Breath

Breath

Director: Simon Baker
Starring: Samson Coulter, Ben Spence, Simon Baker, Elizabeth Debicki, Richard Roxburgh, Jack Koman, and Rachael Blake
Distributor: Roadshow Films
Runtime: 115 mins. Reviewed in May 2018
| JustWatch |
Rating notes: Mature themes, sex scenes and coarse language

This Australian film, set in the mid-1970s, is based on Tim Winton’s award winning novel of the same name, published in 2008. It tells the story of two teenage Australian boys, who form a close relationship with an older surfer. The film is shot on the coastal beaches of Western Australia that inspired Winton’s book, and Winton himself provides the narration of the film’s flashback sequences, involving the film’s main character, Bruce Pike, who looks back on his life, remembering the childhood friendships he formed as a young boy with his best friend, Ivan Loon.

13-year-old “Pikelet” (Samson Coulter) and 14-year-old “Loonie” (Ben Spence), grow up in regional Western Australia, and together they share a passionate love of surfing. Pikelet is from a stable home, and regularly attends his school. Loonie plays truant, has a violent alcoholic father (Jacek Koman), and “lives like he has nothing to lose”. The film effectively contrasts Loonie’s life with that of Pikelet’s father (Richard Roxburgh) and mother (Rachael Blake), who care for their son.
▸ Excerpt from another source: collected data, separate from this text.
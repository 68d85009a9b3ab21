//! Monotonic epoch counter for cancelling stale background work.
//!
//! Work is tagged with the epoch current at scheduling time. Bumping the
//! epoch (feed refresh, window teardown) makes every earlier tag stale: the
//! job is skipped if it has not started, and its result is dropped if it has.

use log::debug;
use std::sync::Arc;
use std::sync::atomic::{AtomicU64, Ordering};

/// Shared epoch counter
#[derive(Debug, Clone, Default)]
pub struct Epoch {
    current: Arc<AtomicU64>,
    name: &'static str,
}

impl Epoch {
    pub fn new(name: &'static str) -> Self {
        Self {
            current: Arc::new(AtomicU64::new(0)),
            name,
        }
    }

    /// Increment epoch and return new value
    pub fn bump(&self) -> u64 {
        let next = self.current.fetch_add(1, Ordering::AcqRel) + 1;
        debug!("{} epoch -> {}", self.name, next);
        next
    }

    pub fn current(&self) -> u64 {
        self.current.load(Ordering::Acquire)
    }

    pub fn is_current(&self, epoch: u64) -> bool {
        self.current() == epoch
    }

    /// Wrap a job so it only runs if `epoch` is still current when a worker
    /// picks it up.
    pub fn guard<F>(&self, epoch: u64, f: F) -> Box<dyn FnOnce() + Send + 'static>
    where
        F: FnOnce() + Send + 'static,
    {
        let current = Arc::clone(&self.current);
        Box::new(move || {
            if current.load(Ordering::Acquire) == epoch {
                f();
            }
        })
    }
}

#[cfg(test)]
mod tests {
    use super::*;
    use std::sync::atomic::AtomicBool;

    #[test]
    fn test_bump() {
        let epoch = Epoch::new("test");
        assert_eq!(epoch.current(), 0);
        assert_eq!(epoch.bump(), 1);
        assert_eq!(epoch.bump(), 2);
        assert!(epoch.is_current(2));
        assert!(!epoch.is_current(1));
    }

    #[test]
    fn test_clone_shares_counter() {
        let epoch = Epoch::new("test");
        let other = epoch.clone();
        other.bump();
        assert_eq!(epoch.current(), 1);
    }

    #[test]
    fn test_guard_skips_stale_job() {
        let epoch = Epoch::new("test");
        let ran = Arc::new(AtomicBool::new(false));

        let r = Arc::clone(&ran);
        let job = epoch.guard(epoch.current(), move || r.store(true, Ordering::SeqCst));
        epoch.bump();
        job();
        assert!(!ran.load(Ordering::SeqCst));

        let r = Arc::clone(&ran);
        let job = epoch.guard(epoch.current(), move || r.store(true, Ordering::SeqCst));
        job();
        assert!(ran.load(Ordering::SeqCst));
    }
}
Pikelet and Loonie are in love with the beauty and majesty of the sea. Their dedication to the water and sport of surfing is noticed one day by Sando (Simon Baker), who gives the boys a lift in his truck and allows them to stash their surfing boards at his home, and he teaches the boys how to surf. The two boys are especially impressed when they learn that Sando was a famous ex-professional surfer, and that Eva (Elizabeth Debicki), his moody wife, was once a ski champion.

Sando teaches the boys to find the right spots in the ocean for surfboard riding, and how to surf the waves well, but he also urges them to take greater and more dangerous risks in the sea. Both boys yearn to have an identity that earns respect, and Sando is an adventurer they want to please. They are afraid of being seen by him, and other people, as ordinary, and are trying earnestly to make their mark in life. Loonie eases himself into risk-taking, and he cements his attachment initially to Sando by doing so.
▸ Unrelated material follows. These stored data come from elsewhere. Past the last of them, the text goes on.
impl ResourceWindow {
    pub fn new(engine: Arc<dyn PlaybackEngine>, pool: Arc<dyn WorkerPool>, policy: WindowPolicy) -> Self {
        let policy = match policy.validate() {
            Ok(()) => policy,
            Err(msg) => {
                PolicyViolation::InvalidPolicy(msg).report();
                // Release builds fall back to the defaults
                WindowPolicy::default()
            }
        };
        let (tx, rx) = crossbeam_channel::unbounded();
        debug!("ResourceWindow created: {:?}", policy);
        Self {
            engine,
            pool,
            policy,
            handles: IndexMap::new(),
            current: None,
            preload: None,
            epoch: Epoch::new("window"),
            tx,
            rx,
            emitter: EventEmitter::detached(),
            stats: WindowStats::default(),
        }
    }

    /// Publish per-handle status as [`HandleStatusEvent`]s.
    pub fn with_emitter(mut self, emitter: EventEmitter) -> Self {
        self.emitter = emitter;
        self
    }

    pub fn policy(&self) -> &WindowPolicy {
        &self.policy
    }

    pub fn current_index(&self) -> Option<usize> {
        self.current
    }

    pub fn stats(&self) -> WindowStats {
        self.stats
    }

    /// No handles at all (live or failed)
    pub fn is_empty(&self) -> bool {
        self.handles.is_empty()
    }

    pub fn handle(&self, index: usize) -> Option<HandleInfo> {
        self.handles.get(&index).map(ResourceHandle::info)
    }

    pub fn lifecycle(&self, index: usize) -> Option<Lifecycle> {
        self.handles.get(&index).map(ResourceHandle::lifecycle)
    }

    /// Sorted indices whose handle is not `Disposed`
    pub fn live_indices(&self) -> Vec<usize> {
        let mut indices: Vec<usize> = self
            .handles
            .iter()
            .filter(|(_, h)| h.is_live())
            .map(|(i, _)| *i)
            .collect();
        indices.sort_unstable();
        indices
    }

    pub fn playing_indices(&self) -> Vec<usize> {
        self.handles
            .iter()
            .filter(|(_, h)| h.lifecycle() == Lifecycle::Playing)
            .map(|(i, _)| *i)
            .collect()
    }

    /// Any open() still outstanding
    pub fn has_pending_inits(&self) -> bool {
        self.handles.values().any(|h| h.lifecycle() == Lifecycle::Initializing)
    }

    /// Move the window to `new_index`.
    ///
    /// Pauses the previous item, plays the new one (as soon as it is ready),
    /// schedules preloads and evicts far handles.
    pub fn on_index_changed(&mut self, new_index: usize, items: &[FeedItem]) {
        if new_index >= items.len() {
            PolicyViolation::IndexOutOfRange {
                index: new_index,
                len: items.len(),
            }
            .report();
            return;
        }

        let previous = self.current.replace(new_index);
        if let Some(prev) = previous.filter(|&p| p != new_index) {
            if let Some(handle) = self.handles.get_mut(&prev) {
                handle.pause_and_rewind(&*self.engine);
            }
        }

        self.acquire(new_index, &items[new_index].media_url);
        self.start_playing(new_index);

        let range = self.policy.preload_range(new_index, items.len());
        for index in range.clone() {
            if index != new_index {
                self.acquire(index, &items[index].media_url);
            }
        }
        self.preload = Some(range);

        let far: Vec<usize> = self
            .handles
            .keys()
            .copied()
            .filter(|&i| self.policy.should_evict(i, new_index))
            .collect();
        for index in far {
            self.evict(index);
        }

        debug!(
            "ResourceWindow: index {:?} -> {}, handles {:?}",
            previous,
            new_index,
            self.live_indices()
        );
        self.try_settle();
    }

    /// Re-apply the preload range after the feed grew. Playback is untouched.
    pub fn refresh_preload(&mut self, items: &[FeedItem]) {
        let Some(current) = self.current.filter(|&c| c < items.len()) else {
            return;
        };
        let range = self.policy.preload_range(current, items.len());
        if self.preload.as_ref() == Some(&range) {
            return;
        }
        for index in range.clone() {
            self.acquire(index, &items[index].media_url);
        }
        self.preload = Some(range);
    }

    /// Get or create the handle for `index`.
    ///
    /// Idempotent: an existing handle (in any state, including in-flight) is
    /// returned unchanged and no second open() is issued.
    pub fn acquire(&mut self, index: usize, url: &str) -> Uuid {
        if let Some(existing) = self.handles.get(&index) {
            return existing.id();
        }

        let mut handle = ResourceHandle::new(index, url);
        handle.begin_init();
        let id = handle.id();
        self.handles.insert(index, handle);
        self.spawn_open(index, id, url.to_string());
        id
    }

    fn spawn_open(&mut self, index: usize, handle: Uuid, url: String) {
        self.stats.opens += 1;
        let epoch = self.epoch.current();
        let engine = Arc::clone(&self.engine);
        let window_epoch = self.epoch.clone();
        let tx = self.tx.clone();

        let job = self.epoch.guard(epoch, move || {
            let result = engine.open(&url);
            if let Ok(media) = result {
                if !window_epoch.is_current(epoch) {
                    engine.release(media);
                    return;
                }
            }
            if let Err(crossbeam_channel::SendError(outcome)) = tx.send(InitOutcome {
                epoch,
                index,
                handle,
                result,
            }) {
                // Window is gone
                if let Ok(media) = outcome.result {
                    engine.release(media);
                }
            }
        });
        self.pool.execute(job);
    }

    /// Apply completed opens. Returns how many outcomes were applied.
    pub fn poll(&mut self) -> usize {
        let mut applied = 0;
        while let Ok(outcome) = self.rx.try_recv() {
            self.apply_outcome(outcome);
            applied += 1;
        }
        if applied > 0 {
            self.try_settle();
        }
        applied
    }

    fn apply_outcome(&mut self, outcome: InitOutcome) {
        let InitOutcome {
            epoch,
            index,
            handle: id,
            result,
        } = outcome;

        let stale = !self.epoch.is_current(epoch);
        let slot = if stale {
            None
        } else {
            self.handles.get_mut(&index).filter(|h| h.id() == id)
        };

        let Some(handle) = slot else {
            if let Ok(media) = result {
                debug!("ResourceWindow: releasing orphaned open for index {}", index);
                self.stats.orphaned += 1;
                self.engine.release(media);
            }
            return;
        };

        match result {
            Ok(media) => {
                handle.complete_init(media);
                self.emitter.emit(HandleStatusEvent {
                    index,
                    handle: id,
                    status: HandleStatus::Ready,
                });
                if self.current == Some(index) {
                    self.start_playing(index);
                }
            }
            Err(err) => {
                warn!("ResourceWindow: index {} failed to initialize: {}", index, err);
                let message = err.message().to_string();
                handle.fail_init(err);
                self.stats.init_failures += 1;
                self.emitter.emit(HandleStatusEvent {
                    index,
                    handle: id,
                    status: HandleStatus::Failed { message },
                });
            }
        }
    }

    /// Play or pause-and-rewind the handle at `index`.
    ///
    /// No-op unless the handle is `Ready`, `Playing` or `Paused`.
    pub fn set_playing(&mut self, index: usize, playing: bool) -> bool {
        if playing {
            return self.start_playing(index);
        }
        match self.handles.get_mut(&index) {
            Some(handle) => handle.pause_and_rewind(&*self.engine),
            None => false,
        }
    }

    fn start_playing(&mut self, index: usize) -> bool {
        let controllable = self
            .handles
            .get(&index)
            .is_some_and(|h| h.lifecycle().is_controllable());
        if !controllable {
            return false;
        }

        // At most one handle plays at a time
        for (other, handle) in self.handles.iter_mut() {
            if *other != index {
                handle.pause_and_rewind(&*self.engine);
            }
        }

        self.handles
            .get_mut(&index)
            .is_some_and(|h| h.play(&*self.engine))
    }

    /// Temporary playback-rate override (hold-to-speed-up). Reverting to 1.0
    /// is up to the caller.
    pub fn set_speed(&mut self, index: usize, multiplier: f32) -> bool {
        if !(multiplier.is_finite() && multiplier > 0.0) {
            PolicyViolation::InvalidSpeed(multiplier).report();
            return false;
        }
        self.handles
            .get_mut(&index)
            .is_some_and(|h| h.set_rate(&*self.engine, multiplier))
    }

    /// Dispose every handle and forget the current index. In-flight opens
    /// are released when they complete.
    pub fn teardown(&mut self) {
        self.epoch.bump();
        let count = self.handles.len();
        let indices: Vec<usize> = self.handles.keys().copied().collect();
        for index in indices {
            self.evict(index);
        }
        self.current = None;
        self.preload = None;

        // Everything queued is now stale and gets released
        while let Ok(outcome) = self.rx.try_recv() {
            self.apply_outcome(outcome);
        }
        info!("ResourceWindow: torn down ({} handles)", count);
    }

    fn evict(&mut self, index: usize) {
        let Some(mut handle) = self.handles.shift_remove(&index) else {
            return;
        };
        handle.dispose(&*self.engine);
        self.stats.evictions += 1;
        self.emitter.emit(HandleStatusEvent {
            index,
            handle: handle.id(),
            status: HandleStatus::Released,
        });
    }

    /// Dispose parked handles once nothing is initializing.
    fn try_settle(&mut self) {
        let (Some(current), Some(range)) = (self.current, self.preload.clone()) else {
            return;
        };
        if self.has_pending_inits() {
            return;
        }
        let parked: Vec<usize> = self
            .handles
            .keys()
            .copied()
            .filter(|i| *i != current && !range.contains(i))
            .collect();
        if !parked.is_empty() {
            debug!("ResourceWindow: settling, releasing {:?}", parked);
        }
        for index in parked {
            self.evict(index);
        }
    }
}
Left behind, and with Sando away, Pikelet unwisely sexualises his relationship to Eva, who responds seductively to his attention. The interaction brings tension. Pikelet finally proves his worth to Sando, not by his involvement with Eva, or with Loonie, but by tackling the riskiest surfing of all – by riding Old Smoky, a legendary swell, roaring way out in the sea.

Winton’s book uses words to facilitate vivid images of the sea. Cinema faces the task of taking his  words and producing compelling images that the words describe. The real nature of this challenge rests in the quality of the cinematography that can be achieved under the guiding hand of a sensitive Director. The movie might have focused on the physical prowess of surfers riding the waves, but it doesn’t. Rather, it produces images of the beauty of the sea, and the raging wonder of its waves, and joins their turbulence with the rough waters of adolescents trying to grow up. Finding friendship, love and affection, and avoiding disappointment come to be more important to Pikelet than conquering the waves. The water photography is wonderful. The ocean images parallel magnificently the ebb and flow of life depicted on land.

The acting in the movie is imposing. Richard Roxburgh captures the angst involved in a parent letting his son go. Simon Baker (who directs the movie) quietly paints the character of Sando, and Ben Spence and Samson Coulter capture the vulnerabilities of two impetuous youths – one a cheeky larrikin, and the other, a serious risk-taker in unexpected ways. Elizabeth Debicki, Sando’s neurotic wife, who takes Pikelet into dark spaces, delivers the movie’s powerhouse performance.

This is a gently-paced and unaffected film, that is intensely Australian in character. It is Pikelet, who lies at its real core, and the film commandingly shows his rite of passage from self-doubt and uncertainty to emotional maturity.

Peter W. Sheehan is Associate of the Australian Catholic Office for Film and Broadcasting.